WORK INSTRUCTIONS: Extract all lines from the data beneath that include the word "exist".

*** Opening MATERIAL SUPPLIED ***

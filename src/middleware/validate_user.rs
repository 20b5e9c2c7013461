use axum::{
    extract::{Request, State},
    middleware::Next,
    response::Response,
};

use super::auth::AuthUser;
use crate::error::ApiError;
use crate::state::AppState;

/// User confirmed to exist in the store. Handlers take this as the caller.
#[derive(Clone, Debug)]
pub struct ValidatedUser {
    pub id: i64,
    pub username: String,
}

/// Middleware that resolves the JWT subject against the users table.
/// Tokens for users that no longer exist are rejected with 401.
pub async fn validate_user_middleware(
    State(state): State<AppState>,
    mut request: Request,
    next: Next,
) -> Result<Response, ApiError> {
    let auth_user = request
        .extensions()
        .get::<AuthUser>()
        .cloned()
        .ok_or_else(|| ApiError::unauthorized("JWT authentication required before user validation"))?;

    let user = state.store().get_user(auth_user.user_id).await?.ok_or_else(|| {
        tracing::warn!(
            "User validation failed: user '{}' (ID: {}) not found",
            auth_user.username,
            auth_user.user_id
        );
        ApiError::unauthorized("Could not validate credentials")
    })?;

    tracing::debug!("User validation successful: {} ({})", user.username, user.id);

    request.extensions_mut().insert(ValidatedUser {
        id: user.id,
        username: user.username,
    });

    Ok(next.run(request).await)
}
use crate::cli::utils::output_success;
use crate::cli::OutputFormat;
use crate::database::PgTodoStore;

pub async fn handle(store: &PgTodoStore, output_format: OutputFormat) -> anyhow::Result<()> {
    store.migrate().await?;
    output_success(output_format, "Database schema is up to date", None)
}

*** Closing MATERIAL SUPPLIED ***

WRITTEN RESPONSE:
/// User confirmed to exist in the store. Handlers take this as the caller.
/// Tokens for users that no longer exist are rejected with 401.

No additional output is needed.